As far as what the thematic question of the series is, I’d say it’s ‘Where am I on the line of toxic masculinity?’
Writing true crime can take an emotional toll on even the best writer. Dennis found one of the episodes difficult to write because it hits close to home.
The hardest scene to write was an entire episode. The fifth episode was excruciating to write. I have daughters. But I was determined to take Jessica Roach’s (Laney Stiebing) story back for her, not for Larry. Larry doesn’t own Jessica Roach’s life; he doesn’t own her story. He doesn’t own anything connected with her. All he did was kill her… we believe.
Setting is important to Dennis and is a secondary character in his writings. Setting can establish a tone; setting can be an extension of a character.
Setting is everything to me. I can’t write anything until I’ve locked into the place. So, with Black Bird, the very first thing I write is the very first thing you see in the show. A girl on a bicycle. I locked on to this idea of the Heartland of America as Eden and a monster comes in and it blows up Eden. We shot it at a heightened glow so that all the scenes in the Midwest are richer in terms of pure cinema. I used Terrence Malick’s Days of Heaven as our template.
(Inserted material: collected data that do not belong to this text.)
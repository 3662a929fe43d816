#![cfg_attr(coverage_nightly, feature(coverage_attribute))]
//! Identity and team-scoping value types shared by the team access subsystem.
//!
//! - [`Principal`] - verified caller identity, produced upstream by token validation
//! - [`TeamSet`] - normalized, ordered set of team slugs
//! - [`AuthorizationContext`] - write-once result of team access resolution for one request

pub mod context;
pub mod principal;
pub mod team;

pub use context::{AuthorizationContext, AuthorizationContextError};
pub use principal::{Principal, PrincipalBuilder, PrincipalError};
pub use team::{TeamSet, TeamSource, normalize_slug};
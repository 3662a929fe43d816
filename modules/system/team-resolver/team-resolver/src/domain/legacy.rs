//! Static group-to-team mapping, the fallback of last resort.

use std::collections::{BTreeSet, HashMap};

use access_security::{TeamSet, normalize_slug};

/// Maps external-directory group identifiers to team slugs.
///
/// Pure and deterministic; no I/O. Unknown groups are ignored.
#[derive(Debug, Clone, Default)]
pub struct LegacyMembershipTable {
    groups: HashMap<String, String>,
}

impl LegacyMembershipTable {
    /// Build from `group id -> team slug` pairs. Entries with a blank group id
    /// or slug are dropped.
    #[must_use]
    pub fn new<I, G, T>(entries: I) -> Self
    where
        I: IntoIterator<Item = (G, T)>,
        G: AsRef<str>,
        T: AsRef<str>,
    {
        let groups = entries
            .into_iter()
            .filter_map(|(group, team)| {
                let group = group.as_ref().trim();
                let team = normalize_slug(team.as_ref())?;
                (!group.is_empty()).then(|| (group.to_owned(), team))
            })
            .collect();
        Self { groups }
    }

    #[must_use]
    pub fn resolve(&self, group_ids: &BTreeSet<String>) -> TeamSet {
        group_ids
            .iter()
            .filter_map(|group| self.groups.get(group.trim()))
            .collect()
    }

    #[must_use]
    pub fn is_empty(&self) -> bool {
        self.groups.is_empty()
    }

    #[must_use]
    pub fn len(&self) -> usize {
        self.groups.len()
    }
}
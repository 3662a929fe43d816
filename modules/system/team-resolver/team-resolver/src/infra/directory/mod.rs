//! Client for the GraphQL team-membership directory.

mod client;
mod telemetry;
mod wire;

pub use client::{DirectoryBuildError, GraphQlTeamDirectory};
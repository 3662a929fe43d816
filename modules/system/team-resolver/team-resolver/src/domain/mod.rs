//! Domain layer for the team resolver.

pub mod error;
pub mod legacy;
pub mod local_client;
pub mod resolver;

#[cfg(test)]
#[cfg_attr(coverage_nightly, coverage(off))]
mod resolver_test;

pub use error::DomainError;
pub use legacy::LegacyMembershipTable;
pub use local_client::TeamAccessLocalClient;
pub use resolver::AccessResolver;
Like many writers, Dennis’s childhood shaped his writing ethic and content. The Boston native is no stranger to violence, which he witnessed during his formative years.
I grew up around a lot of violence. I grew up in a violent place in a very particular violent moment in time, which was desegregation of public schools in Boston. I became fascinated with it and the roots of it and what is the price of tribalism. I write a lot about tribes. When I was quite young, I was walking back from church where I was an altar boy. I saw my neighbor, who raised Doberman Pinchers, beating up a younger man. When the younger man would protest, he would let the Doberman a little more off the leash. The reason the older man was upset was because the younger man had sold his home to an African American family. I think I was eight. I never forgot that.
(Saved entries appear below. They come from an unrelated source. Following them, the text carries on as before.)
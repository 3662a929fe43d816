use std::sync::atomic::{AtomicU64, Ordering};

use chrono::{DateTime, Utc};
use parking_lot::Mutex;
use team_resolver_sdk::DirectoryDiagnostics;

/// Lock-free counters plus the last success/error markers.
#[derive(Debug, Default)]
pub struct Telemetry {
    calls: AtomicU64,
    errors: AtomicU64,
    cache_hits: AtomicU64,
    cache_misses: AtomicU64,
    replayed_failures: AtomicU64,
    last_success_at: Mutex<Option<DateTime<Utc>>>,
    last_error: Mutex<Option<String>>,
}

impl Telemetry {
    pub fn cache_hit(&self) {
        self.cache_hits.fetch_add(1, Ordering::Relaxed);
    }

    pub fn cache_miss(&self) {
        self.cache_misses.fetch_add(1, Ordering::Relaxed);
    }

    pub fn replayed_failure(&self) {
        self.replayed_failures.fetch_add(1, Ordering::Relaxed);
    }

    pub fn call_started(&self) {
        self.calls.fetch_add(1, Ordering::Relaxed);
    }

    pub fn call_succeeded(&self) {
        *self.last_success_at.lock() = Some(Utc::now());
    }

    pub fn call_failed(&self, message: String) {
        self.errors.fetch_add(1, Ordering::Relaxed);
        *self.last_error.lock() = Some(message);
    }

    #[must_use]
    pub fn snapshot(&self) -> DirectoryDiagnostics {
        DirectoryDiagnostics {
            calls: self.calls.load(Ordering::Relaxed),
            errors: self.errors.load(Ordering::Relaxed),
            cache_hits: self.cache_hits.load(Ordering::Relaxed),
            cache_misses: self.cache_misses.load(Ordering::Relaxed),
            replayed_failures: self.replayed_failures.load(Ordering::Relaxed),
            last_success_at: *self.last_success_at.lock(),
            last_error: self.last_error.lock().clone(),
        }
    }
}

#[cfg(test)]
#[cfg_attr(coverage_nightly, coverage(off))]
mod tests {
    use super::*;

    #[test]
    fn snapshot_reflects_recorded_events() {
        let t = Telemetry::default();
        t.cache_miss();
        t.call_started();
        t.call_failed("boom".to_owned());
        t.cache_hit();
        t.call_started();
        t.call_succeeded();

        let snap = t.snapshot();

        assert_eq!(snap.calls, 2);
        assert_eq!(snap.errors, 1);
        assert_eq!(snap.cache_hits, 1);
        assert_eq!(snap.cache_misses, 1);
        assert_eq!(snap.last_error.as_deref(), Some("boom"));
        assert!(snap.last_success_at.is_some());
    }
}
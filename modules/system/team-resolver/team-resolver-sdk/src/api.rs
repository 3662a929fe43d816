//! Public API trait for the team resolver.

use access_security::{AuthorizationContext, Principal};
use async_trait::async_trait;

use crate::error::{CacheError, TeamResolverError};
use crate::models::TeamAccessHealth;

/// Public API trait for request-scoped team access resolution.
///
/// Consumed by the team access middleware and by anything else that needs to
/// scope a request to exactly one team:
///
/// ```ignore
/// let ctx = team_access.resolve(Some(&principal), Some("flex")).await?;
/// assert_eq!(ctx.selected_team(), "flex");
/// ```
#[async_trait]
pub trait TeamAccessClient: Send + Sync {
    /// Resolve the caller's authorized teams and select one for this request.
    ///
    /// `requested_team` is the optional caller-supplied `team` parameter.
    ///
    /// # Errors
    ///
    /// - `Denied` with the distinguishing [`crate::AccessDenied`] reason
    /// - `Internal` for unexpected errors
    async fn resolve(
        &self,
        principal: Option<&Principal>,
        requested_team: Option<&str>,
    ) -> Result<AuthorizationContext, TeamResolverError>;

    /// Best-effort health snapshot of the cache and directory integration.
    async fn health(&self) -> TeamAccessHealth;

    /// Purge every cached team set (administrative operation).
    ///
    /// # Errors
    ///
    /// Returns [`CacheError`] if the distributed store could not be purged.
    /// The in-process store is purged regardless.
    async fn clear_cache(&self) -> Result<(), CacheError>;
}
Dennis has written novels, teleplays, and screenplays. While he finds novels the most difficult to write, there’s a particular part of screenplays that he finds is a hump you have to get over.
Novels are the most difficult to write. It’s not even a contest. To write a novel is to write a symphony. To write a screenplay is to write a blueprint.
David Mamet has a great line, “The problems of the second act are the problems of the first act.” The second act is always the most difficult because you made all sorts of mistakes that you weren’t aware of when you were conceptualizing the story. You don’t discover that until you get into the second act. The first act is the rush, the story’s moving downhill. Then you hit the valley in the second act. You have to figure a way out.
Dennis got his first agent when he was twenty-five years old and had his first novel A Drink Before the War (1994) accepted for publication when he was twenty-six. It wasn’t luck that got him this, but discipline and focus. Up to this day, he follows a writing routine that’s his recipe for completing a novel or whatever it is you’re writing.
I write when I need to. Now the trick is I write as early in the morning as I can, as soon as I get up, if possible. Then I write for a solid hour at least. If you can do that without distraction, without being pulled into the world, you can produce. Graham Greene wrote 300 words a day. He produced a book year in and year out for like twenty-five years straight. Meanwhile, he was a spy…! So, you can find the time to write.